Sculptor Bridgette Mongeon wants her sculpture “Move One Place On” to be more than just a nice piece of art for which one can enjoy. She wants the art to be interactive and educational. “Move One Place On,” has become a tool for Bridgette to use in educating other in such things as literature and history, but more than that it is also a tool for STEAM education. She was the keynote speaker at the Texas Art Educators Conference on the topic of STEAM education in the studio and in Wonderland STEAM education is the interdisciplinary use of Science, Technology, Engineering, Art, and Math.
Now that the sculpture is installed, media week/month begins. Here are a few pieces of recent coverage as well as some personal Facebook live videos from both the artist and the hosts. Media week/Month continues. The sculpture is not only an incredible piece of art to look at; but it is also an educational tool that encourages literacy and with the artists help the art supports the education of Science, Technology, Engineering, Art, and Math. You will soon see more segments. And because the artwork and artists have a broader outreach such as STEM AND STEAM education and the marriage of art and technology the reach is wider than local. She uses the same mix of art and tech as in her book 3D Technology In Fine Art and Craft: Exploring 3D Printing, Scanning, Sculpting and Milling and she is not done. Wait until you see what else is down this rabbit hole.
Video Media often meets early like 5:00 a.m. early. There is sometimes a lot of waiting and This something happened in the aritsts studio when the main figures were complete. in April of 2016 before they were sent off to the foundry Much thanks goes out to Erin Woosley of On the Mark Communications who has done such a great job in securing media on the project.

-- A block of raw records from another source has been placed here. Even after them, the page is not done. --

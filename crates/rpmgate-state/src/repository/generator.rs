//! Repository metadata generators.
//!
//! A generator reads `<dir>/Packages/*.rpm` and writes `<dir>/repodata/`.
//! It either succeeds or leaves the directory unusable; the store throws a
//! failed directory away, so generators need not clean up after themselves.

use std::fs;
use std::io::{Read, Write};
use std::path::{Path, PathBuf};
use std::process::Stdio;

use async_trait::async_trait;
use rpmgate_core::PackageKey;
use serde::Serialize;
use sha2::{Digest, Sha256};
use tempfile::NamedTempFile;
use tokio::process::Command;
use tracing::debug;

use super::error::{RepoError, RepoResult};

pub const PACKAGES_DIR: &str = "Packages";
pub const REPODATA_DIR: &str = "repodata";

#[async_trait]
pub trait MetadataGenerator: Send + Sync {
    /// Regenerate `repodata/` for the packages in `dir`. `revision` is the
    /// generation number; identical inputs must give identical output.
    async fn generate(&self, dir: &Path, revision: u64) -> RepoResult<()>;

    fn name(&self) -> &str;
}

/// Runs `createrepo_c` with deterministic timestamps.
#[derive(Debug, Clone)]
pub struct CreaterepoGenerator {
    command: String,
}

impl CreaterepoGenerator {
    pub fn new(command: impl Into<String>) -> Self {
        Self {
            command: command.into(),
        }
    }
}

#[async_trait]
impl MetadataGenerator for CreaterepoGenerator {
    async fn generate(&self, dir: &Path, revision: u64) -> RepoResult<()> {
        let output = Command::new(&self.command)
            .arg("--quiet")
            .arg("--no-database")
            .arg("--revision")
            .arg(revision.to_string())
            .arg("--set-timestamp-to-revision")
            .arg(dir)
            .stdin(Stdio::null())
            .kill_on_drop(true)
            .output()
            .await
            .map_err(|e| RepoError::Generator(format!("failed to run {}: {e}", self.command)))?;
        if !output.status.success() {
            let stderr = String::from_utf8_lossy(&output.stderr);
            return Err(RepoError::Generator(format!(
                "{} exited with {}: {}",
                self.command,
                output.status,
                stderr.trim()
            )));
        }
        Ok(())
    }

    fn name(&self) -> &str {
        &self.command
    }
}

/// Self-contained JSON index: `repodata/primary.json` plus a `repomd.json`
/// carrying its checksum. Used where createrepo is not installed.
#[derive(Debug, Clone, Copy, Default)]
pub struct IndexGenerator;

#[derive(Serialize)]
struct IndexEntry {
    file: String,
    name: String,
    evr: String,
    arch: String,
    sha256: String,
    size: u64,
}

#[derive(Serialize)]
struct Primary {
    revision: u64,
    packages: Vec<IndexEntry>,
}

#[derive(Serialize)]
struct RepoMd<'a> {
    revision: u64,
    primary: RepoMdFile<'a>,
}

#[derive(Serialize)]
struct RepoMdFile<'a> {
    location: &'a str,
    sha256: String,
    size: usize,
}

impl IndexGenerator {
    fn generate_blocking(dir: &Path, revision: u64) -> RepoResult<()> {
        let mut files: Vec<PathBuf> = fs::read_dir(dir.join(PACKAGES_DIR))?
            .filter_map(|e| e.ok().map(|e| e.path()))
            .filter(|p| p.extension().is_some_and(|ext| ext == "rpm"))
            .collect();
        files.sort();

        let mut packages = Vec::with_capacity(files.len());
        for path in files {
            let file = path
                .file_name()
                .and_then(|n| n.to_str())
                .ok_or_else(|| RepoError::Generator(format!("bad file name {}", path.display())))?
                .to_string();
            let key = PackageKey::from_file_name(&file)
                .map_err(|e| RepoError::Generator(e.to_string()))?;
            let (sha256, size) = sha256_file(&path)?;
            packages.push(IndexEntry {
                file,
                name: key.name,
                evr: key.evr.to_string(),
                arch: key.arch.to_string(),
                sha256,
                size,
            });
        }

        let repodata = dir.join(REPODATA_DIR);
        fs::create_dir_all(&repodata)?;
        let primary = serde_json::to_vec_pretty(&Primary { revision, packages })?;
        write_atomic(&repodata.join("primary.json"), &primary)?;
        let repomd = RepoMd {
            revision,
            primary: RepoMdFile {
                location: "repodata/primary.json",
                sha256: hex::encode(Sha256::digest(&primary)),
                size: primary.len(),
            },
        };
        write_atomic(&repodata.join("repomd.json"), &serde_json::to_vec_pretty(&repomd)?)?;
        debug!(dir = %dir.display(), revision, "index written");
        Ok(())
    }
}

#[async_trait]
impl MetadataGenerator for IndexGenerator {
    async fn generate(&self, dir: &Path, revision: u64) -> RepoResult<()> {
        let dir = dir.to_path_buf();
        tokio::task::spawn_blocking(move || Self::generate_blocking(&dir, revision))
            .await
            .map_err(|e| RepoError::Generator(format!("index task failed: {e}")))?
    }

    fn name(&self) -> &str {
        "index"
    }
}

/// Hex sha256 and size of a file, streamed.
pub fn sha256_file(path: &Path) -> RepoResult<(String, u64)> {
    let mut file = fs::File::open(path)?;
    let mut hasher = Sha256::new();
    let mut buf = [0u8; 64 * 1024];
    let mut size = 0u64;
    loop {
        let n = file.read(&mut buf)?;
        if n == 0 {
            break;
        }
        hasher.update(&buf[..n]);
        size += n as u64;
    }
    Ok((hex::encode(hasher.finalize()), size))
}

pub(crate) fn write_atomic(path: &Path, data: &[u8]) -> RepoResult<()> {
    let dir = path
        .parent()
        .ok_or_else(|| RepoError::Corrupt(format!("{} has no parent", path.display())))?;
    let mut tmp = NamedTempFile::new_in(dir)?;
    tmp.write_all(data)?;
    tmp.persist(path).map_err(|e| e.error)?;
    Ok(())
}

#[cfg(test)]
mod tests {
    use super::*;

    #[tokio::test]
    async fn index_is_deterministic() {
        let dir = tempfile::tempdir().unwrap();
        let pkgs = dir.path().join(PACKAGES_DIR);
        fs::create_dir_all(&pkgs).unwrap();
        fs::write(pkgs.join("foo-1.0-1.x86_64.rpm"), b"foo").unwrap();
        fs::write(pkgs.join("bar-2.0-1.noarch.rpm"), b"bar").unwrap();

        IndexGenerator.generate(dir.path(), 3).await.unwrap();
        let first = fs::read(dir.path().join("repodata/primary.json")).unwrap();
        IndexGenerator.generate(dir.path(), 3).await.unwrap();
        let second = fs::read(dir.path().join("repodata/primary.json")).unwrap();
        assert_eq!(first, second);

        let text = String::from_utf8(first).unwrap();
        assert!(text.find("bar-2.0-1.noarch.rpm").unwrap() < text.find("foo-1.0-1.x86_64.rpm").unwrap());
    }

    #[tokio::test]
    async fn foreign_files_are_an_error() {
        let dir = tempfile::tempdir().unwrap();
        let pkgs = dir.path().join(PACKAGES_DIR);
        fs::create_dir_all(&pkgs).unwrap();
        fs::write(pkgs.join("not-an-rpm.rpm"), b"x").unwrap();
        let err = IndexGenerator.generate(dir.path(), 1).await.unwrap_err();
        assert!(matches!(err, RepoError::Generator(_)));
    }
}
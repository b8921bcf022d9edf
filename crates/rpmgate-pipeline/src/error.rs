//! Pipeline error type.

use rpmgate_core::{BuildError, Classify, ConfigError, ErrorClass, RenderError, SessionError};
use rpmgate_state::{AnnexError, RepoError};

/// Everything that can end a branch early.
#[derive(Debug, thiserror::Error)]
pub enum PipelineError {
    #[error(transparent)]
    Config(#[from] ConfigError),

    #[error(transparent)]
    Render(#[from] RenderError),

    #[error(transparent)]
    Session(#[from] SessionError),

    #[error(transparent)]
    Build(#[from] BuildError),

    #[error(transparent)]
    Repository(#[from] RepoError),

    #[error(transparent)]
    Annex(#[from] AnnexError),

    #[error("guest preparation failed: {0}")]
    Prepare(String),

    #[error("validation failed: {}", .0.join(", "))]
    ValidationFailed(Vec<String>),

    #[error("validation could not complete: {}", .0.join(", "))]
    ValidationIncomplete(Vec<String>),

    #[error("transaction {transaction_id} rejected: {}", .reasons.join("; "))]
    Rejected {
        transaction_id: u64,
        reasons: Vec<String>,
    },

    #[error("cancelled")]
    Cancelled,

    #[error("worker task failed: {0}")]
    Join(String),

    #[error(transparent)]
    Io(#[from] std::io::Error),
}

impl Classify for PipelineError {
    fn class(&self) -> ErrorClass {
        match self {
            PipelineError::Config(e) => e.class(),
            PipelineError::Render(e) => e.class(),
            PipelineError::Session(e) => e.class(),
            PipelineError::Build(e) => e.class(),
            PipelineError::Repository(e) => e.class(),
            PipelineError::Annex(e) => e.class(),
            PipelineError::ValidationFailed(_) => ErrorClass::Validation,
            PipelineError::Rejected { .. } => ErrorClass::Repository,
            PipelineError::Prepare(_)
            | PipelineError::ValidationIncomplete(_)
            | PipelineError::Cancelled
            | PipelineError::Join(_)
            | PipelineError::Io(_) => ErrorClass::Infrastructure,
        }
    }
}

/// Result type for pipeline operations.
pub type PipelineResult<T> = std::result::Result<T, PipelineError>;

This was not the only media week. The media attention started when the project started. Take a look at some previous promotion of the project. Some from as far away as Italy.
On Thursday April 12, the park had a private unveiling of the sculpture and a dedication. The Rubenstein family, park donors and the artist were invited. Everyone was so pleased with the artwork. As Bo Rubenstein said to the artist, “You went over and above what anyone expected.”
It was an unusually cold and rainy day for the installation of Alice and her friends in Evelyn’s Park. A flatbed truck carrying the characters on an open bed trailer drove down the I-10 freeway during rush hour traffic. I’m sure a few heads turned. The entire scene weighs in at 6,000 pounds.
Police blocked off one westbound lane on the busy road of Bellaire Boulevard. A crane which was late, I hear they had it on their schedule for the following day, finally arrived and parked on the gravel road in the park where many of the food trucks park during events.
It was quite a site to see the long crane arm move over the park, pick up a 9 foot March Hare and watch him fly through the sky to his final resting place in Evelyn’s Memorial Garden. Each piece made this same flight.
The positioning of each of the characters is very important to the design. Bridgette Mongeon created each character so that they are looking at an empty space. In other words, the scene is not complete until people are at the scene and interacting with the characters. The artist worked with Deep In the Heart Art Foundry both in Bastrop and on site to make the installation perfect.
The crew from Deep in The Heart Art Foundry, the artist and the crane operators worked long hours. The installation began at 8:00 a.m. and finished up nearly 12 hours later.
Alice, her chair and the Cheshire cat are one piece. The table top and base is a second piece. There are two small benches that are on each side of the March Hare, The march Hare and his stump are a piece on their own. The Mad Hatter and his chair are one piece. There is one long bench in the front of the table, and then the book/dedication pedestal sits off to the side. That means eight major pieces needed to be installed.
Each of the pieces has stainless steel footings. Once each piece is placed, installation begins. The workers drill the concrete and then secure the threaded rod in each hole. Later the nuts will be welded onto the threaded rods.
Each of the pieces float in the area. The park plans on coming in and putting bark mulch fill with gravel under the mulch for drainage. The rest of the park has a crushed pea gravel, much to Bridgette’s dismay. This sand type component gets into the shoes of children who track it onto the sculpture. It also blows from the surrounding areas and lands on the art. This material may act like sandpaper and is a good way to scratch the surface of the art.
The welded rods used as support are taken off of the Mad Hatter’s arms. Each piece is ground smooth. Last but not least, the sploosh that comes from the Mad Hatter’s teapot must be welded to the table. The foundry welds this in place and then finishes the patina or the color to match the rest of the scene.
The only thing left is to clean off the sculpture and give it a good polish. The park screens off the sculpture and Bridgette brings a team of artists, along with gathering anyone in the park that wants to help, and together they buff out the sculpture to make it shine.
With a little maintenance of cleaning yearly and waxing the sculpture it will last a long time. The patina may darken a bit, but the work of art, now installed, will last for generations to come.